Comcast Corporation (NASDAQ:CMCSA) comes in at number two on the list of the most popular stock choices in the consumer services industry. 91 investment managers have positions in the company, with their net investment amounting to $7.16 billion. Those figures are down slightly from the $7.54 billion held by 94 fund managers three months prior. The internet service provider announced its latest multi-gigabit broadband service last week, which is likely to roll-out this summer. Gigabit Pro will be available within the existing network of Comcast Corporation (NASDAQ:CMCSA) in Washington and it will offer 2 Gigabit-per-second service to customers there.

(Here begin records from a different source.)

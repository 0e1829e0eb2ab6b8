pub mod dto;
pub mod errors;
pub mod handlers;

use axum::{
    routing::{get, post},
    Router,
};
use utoipa::OpenApi;
use utoipa_axum::router::OpenApiRouter;

use handlers::ApiDoc;

use crate::{
    control::ControlService, registry::DeviceRegistry, rituals::RitualsClient,
    status::StatusAggregator,
};

/// Everything the handlers need; all parts share one client and token cache.
#[derive(Clone)]
pub struct AppState {
    pub client: RitualsClient,
    pub registry: DeviceRegistry,
    pub status: StatusAggregator,
    pub control: ControlService,
}

impl AppState {
    pub fn new(client: RitualsClient) -> Self {
        Self {
            registry: DeviceRegistry::new(client.clone()),
            status: StatusAggregator::new(client.clone()),
            control: ControlService::new(client.clone()),
            client,
        }
    }
}

pub fn router(state: AppState) -> Router {
    let (router, api) = OpenApiRouter::with_openapi(ApiDoc::openapi())
        .route(
            "/session",
            post(handlers::authenticate).get(handlers::token_status),
        )
        .route("/devices", get(handlers::list_devices))
        .route("/devices/{hash}/status", get(handlers::get_status))
        .route("/devices/{hash}/power", post(handlers::set_power))
        .route("/devices/{hash}/perfume", post(handlers::set_perfume_amount))
        .with_state(state)
        .split_for_parts();

    router
        .route("/health", get(handlers::health))
        .route(
            "/api-docs/openapi.json",
            get(move || async move { axum::Json(api) }),
        )
}
use serde::{Deserialize, Serialize};
use utoipa::ToSchema;

/// Request body for `POST /devices/{hash}/power`.
#[derive(Debug, Deserialize, ToSchema)]
pub struct PowerRequest {
    pub on: bool,
}

/// Request body for `POST /devices/{hash}/perfume`.
#[derive(Debug, Deserialize, ToSchema)]
pub struct PerfumeRequest {
    /// 1 (low) to 3 (high).
    pub amount: i64,
}

/// Body of every failed response.
#[derive(Debug, Serialize, Deserialize, ToSchema)]
pub struct ErrorBody {
    pub success: bool,
    pub error: String,
}
use std::path::PathBuf;

use anyhow::{Context, Result};
use secrecy::SecretString;

use crate::rituals::{session::Credentials, DEFAULT_BASE_URL};

#[derive(Debug, Clone)]
pub struct Config {
    pub rituals_email: String,
    pub rituals_password: SecretString,
    pub rituals_base_url: String,
    /// Per-request timeout in seconds.
    pub request_timeout_secs: u64,
    /// Where to persist token, expiry and devices. In-memory when unset.
    pub session_file: Option<PathBuf>,
    pub server_host: String,
    pub server_port: u16,
}

impl Config {
    pub fn from_env() -> Result<Self> {
        Ok(Self {
            rituals_email: required("RITUALS_EMAIL")?,
            rituals_password: SecretString::from(required("RITUALS_PASSWORD")?),
            rituals_base_url: optional("RITUALS_BASE_URL", DEFAULT_BASE_URL),
            request_timeout_secs: parse_timeout(&optional("RITUALS_TIMEOUT_SECS", "10"))?,
            session_file: std::env::var("RITUALS_SESSION_FILE")
                .ok()
                .filter(|s| !s.trim().is_empty())
                .map(PathBuf::from),
            server_host: optional("SERVER_HOST", "0.0.0.0"),
            server_port: optional("SERVER_PORT", "8080")
                .parse()
                .context("SERVER_PORT must be a valid port number")?,
        })
    }

    pub fn credentials(&self) -> Credentials {
        Credentials::new(self.rituals_email.clone(), self.rituals_password.clone())
    }
}

fn parse_timeout(raw: &str) -> Result<u64> {
    let secs: u64 = raw
        .trim()
        .parse()
        .context("RITUALS_TIMEOUT_SECS must be a positive integer")?;
    anyhow::ensure!(secs > 0, "RITUALS_TIMEOUT_SECS must be a positive integer");
    Ok(secs)
}

fn required(key: &str) -> Result<String> {
    std::env::var(key).with_context(|| format!("missing required env var: {key}"))
}

fn optional(key: &str, default: &str) -> String {
    std::env::var(key).unwrap_or_else(|_| default.to_owned())
}
use serde::Serialize;
use tracing::info;
use utoipa::ToSchema;

use crate::{
    error::{Error, Result},
    rituals::{models::attributes, RitualsClient},
};

/// Valid perfume amounts (fan intensity levels).
pub const PERFUME_AMOUNT_RANGE: std::ops::RangeInclusive<i64> = 1..=3;

#[derive(Debug, Clone, PartialEq, Eq, Serialize, ToSchema)]
pub struct PowerChange {
    pub device_hash: String,
    pub is_on: bool,
}

#[derive(Debug, Clone, PartialEq, Eq, Serialize, ToSchema)]
pub struct PerfumeChange {
    pub device_hash: String,
    pub perfume_amount: i64,
}

/// Writes the power and perfume-amount attributes of a device.
#[derive(Clone)]
pub struct ControlService {
    client: RitualsClient,
}

impl ControlService {
    pub fn new(client: RitualsClient) -> Self {
        Self { client }
    }

    pub async fn set_power(&self, device_hash: &str, on: bool) -> Result<PowerChange> {
        let hash = require_hash(device_hash)?;
        let value = if on { "1" } else { "0" };

        self.client.set_attribute(hash, attributes::FAN, value).await?;
        info!(device_hash = %hash, on, "Power switched");

        Ok(PowerChange {
            device_hash: hash.to_owned(),
            is_on: on,
        })
    }

    /// Rejects amounts outside `1..=3` before any network call.
    pub async fn set_perfume_amount(&self, device_hash: &str, amount: i64) -> Result<PerfumeChange> {
        let hash = require_hash(device_hash)?;
        if !PERFUME_AMOUNT_RANGE.contains(&amount) {
            return Err(Error::Validation(format!(
                "Perfume amount must be between 1 and 3, got {amount}"
            )));
        }

        self.client
            .set_attribute(hash, attributes::SPEED, &amount.to_string())
            .await?;
        info!(device_hash = %hash, amount, "Perfume amount set");

        Ok(PerfumeChange {
            device_hash: hash.to_owned(),
            perfume_amount: amount,
        })
    }
}

/// Trimmed, non-empty device hash.
pub(crate) fn require_hash(device_hash: &str) -> Result<&str> {
    let hash = device_hash.trim();
    if hash.is_empty() {
        return Err(Error::Validation("deviceHash is required".to_owned()));
    }
    if hash.contains('/') {
        return Err(Error::Validation(format!("invalid deviceHash: {hash:?}")));
    }
    Ok(hash)
}
use std::collections::BTreeMap;

use serde::{Deserialize, Serialize};
use serde_json::Value;
use utoipa::ToSchema;

// ---------------------------------------------------------------------------
// Login : POST /apiv2/account/token
// ---------------------------------------------------------------------------

/// JSON body sent to the login endpoint.
#[derive(Debug, Serialize)]
pub struct LoginRequest<'a> {
    pub email: &'a str,
    pub password: &'a str,
}

/// Login response.
///
/// Success:  `{ "success": "<token>" }`
/// Failure:  `{ "message": "..." }` (some deployments use `error` instead)
#[derive(Debug, Default, Deserialize)]
pub struct LoginResponse {
    pub success: Option<String>,
    pub message: Option<String>,
    pub error: Option<String>,
}

impl LoginResponse {
    /// The bearer token, if the login succeeded.
    pub fn token(&self) -> Option<&str> {
        self.success.as_deref().filter(|t| !t.is_empty())
    }

    /// Server-provided failure text, if any.
    pub fn failure_message(&self) -> Option<&str> {
        self.message
            .as_deref()
            .or(self.error.as_deref())
            .filter(|m| !m.is_empty())
    }
}

// ---------------------------------------------------------------------------
// Hubs : GET /apiv2/account/hubs
// ---------------------------------------------------------------------------

/// Attribute keys inside `attributeValues`.
pub mod attributes {
    /// Power, `"0"` or `"1"`.
    pub const FAN: &str = "fanc";
    /// Perfume amount, `"1"`..`"3"`.
    pub const SPEED: &str = "speedc";
    /// Room size.
    pub const ROOM_SIZE: &str = "roomc";
    pub const ROOM_NAME: &str = "roomnamec";
    pub const SPACE_NAME: &str = "fspacenamec";
}

/// Sensor names under `/apiv2/hubs/{hash}/sensors/`.
pub mod sensors {
    pub const BATTERY: &str = "battc";
    /// Raw signal in dBm, typically negative.
    pub const WIFI: &str = "wific";
    /// Remaining perfume in units of 1/16000 of a full cartridge.
    pub const FILL: &str = "fillc";
}

/// A hub as returned by the hubs endpoint.
///
/// Attribute values are kept as raw JSON because the vendor mixes strings
/// and numbers; use [`Device::attribute`] to read them as text.
#[derive(Debug, Clone, PartialEq, Serialize, Deserialize, ToSchema)]
pub struct Device {
    pub hash: String,
    #[serde(default)]
    pub hublot: String,
    /// `1` means online.
    #[serde(default)]
    pub status: i64,
    #[serde(rename = "attributeValues", default)]
    #[schema(value_type = Object)]
    pub attribute_values: BTreeMap<String, Value>,
}

impl Device {
    /// Attribute value rendered as text. Numbers are stringified; `null`,
    /// objects and arrays count as absent.
    pub fn attribute(&self, name: &str) -> Option<String> {
        match self.attribute_values.get(name)? {
            Value::String(s) => Some(s.clone()),
            Value::Number(n) => Some(n.to_string()),
            Value::Bool(b) => Some(b.to_string()),
            _ => None,
        }
    }
}

// ---------------------------------------------------------------------------
// Attribute / sensor readings
//
// GET /apiv2/hubs/{hash}/attributes/{attr} and /sensors/{sensor} answer with
// either a bare scalar (`"1"`, `-52`, or unquoted text) or an object carrying
// `raw` and/or `value`. Both shapes are accepted.
// ---------------------------------------------------------------------------

/// A single attribute or sensor payload.
#[derive(Debug, Clone, PartialEq, Eq)]
pub enum RawReading {
    Scalar(String),
    Wrapped {
        value: Option<String>,
        raw: Option<String>,
    },
}

impl RawReading {
    /// Parse a response body. Bodies that are not valid JSON are taken as a
    /// bare scalar. Returns `None` for empty bodies, `null` and arrays.
    pub fn parse(body: &str) -> Option<Self> {
        let trimmed = body.trim();
        if trimmed.is_empty() {
            return None;
        }
        match serde_json::from_str::<Value>(trimmed) {
            Ok(value) => Self::from_json(&value),
            Err(_) => Some(Self::Scalar(trimmed.to_owned())),
        }
    }

    pub fn from_json(value: &Value) -> Option<Self> {
        match value {
            Value::Object(map) => Some(Self::Wrapped {
                value: map.get("value").and_then(scalar_text),
                raw: map.get("raw").and_then(scalar_text),
            }),
            other => scalar_text(other).map(Self::Scalar),
        }
    }

    /// The scalar carried by this reading: `raw` wins over `value`, which
    /// wins over a bare scalar payload.
    pub fn extract(&self) -> Option<&str> {
        match self {
            Self::Wrapped { raw: Some(raw), .. } => Some(raw),
            Self::Wrapped { value: Some(value), .. } => Some(value),
            Self::Wrapped { .. } => None,
            Self::Scalar(s) => Some(s),
        }
    }
}

fn scalar_text(value: &Value) -> Option<String> {
    match value {
        Value::String(s) => Some(s.clone()),
        Value::Number(n) => Some(n.to_string()),
        Value::Bool(b) => Some(b.to_string()),
        _ => None,
    }
}
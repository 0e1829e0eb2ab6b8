use axum::{
    http::StatusCode,
    response::{IntoResponse, Response},
    Json,
};

use super::dto::ErrorBody;
use crate::error::Error;

#[derive(Debug)]
pub struct AppError(pub Error);

impl AppError {
    fn status(&self) -> StatusCode {
        match &self.0 {
            Error::Validation(_) => StatusCode::BAD_REQUEST,
            Error::Authentication { .. } => StatusCode::UNAUTHORIZED,
            Error::Api { .. } => StatusCode::BAD_GATEWAY,
            Error::Network(_) => StatusCode::GATEWAY_TIMEOUT,
        }
    }
}

impl IntoResponse for AppError {
    fn into_response(self) -> Response {
        let status = self.status();
        let body = Json(ErrorBody {
            success: false,
            error: self.0.to_string(),
        });
        (status, body).into_response()
    }
}

impl<E: Into<Error>> From<E> for AppError {
    fn from(e: E) -> Self {
        Self(e.into())
    }
}
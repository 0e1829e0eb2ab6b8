mod service;

pub use service::{ControlService, PerfumeChange, PowerChange, PERFUME_AMOUNT_RANGE};
pub(crate) use service::require_hash;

In addition to the high-speed Gigabit service, the cable network company is offering an Extreme 250 plan, a 250 Mbps internet speed tier to its customers in Washington. Comcast Corporation (NASDAQ:CMCSA) made a failed attempt to acquire its smaller rival Time Warner Cable Inc (NYSE:TWC) for $45 billion, with the deal falling apart primarily because of regulatory concerns. First Eagle Investment Management and Lansdowne Partners are among the primary investors of Comcast Corporation.

Liberty Global plc (NASDAQ:LBTYK) is another top choice of hedge funds in the consumer services sector, with 90 firms in our database having a position in the company as of March 31, with an aggregate of $10.14 billion invested. The international telecommunications company is another stock in this sector which declined in popularity slightly during the first quarter, from 94 firms having $10.16 billion invested as of the end of 2014. The Class C shares of Liberty Global plc (NASDAQ:LBTYK) have grown 9% year-to-date to trade at $53.06 per share. Liberty Global reported net revenue of $4.52 billion for the first quarter of 2015 with a net loss of $537 million attributable to the shareholders of the company. Boykin Curry‘s Eagle Capital Management is the top shareholder of the company’s Class C shares with 32.72 million of them.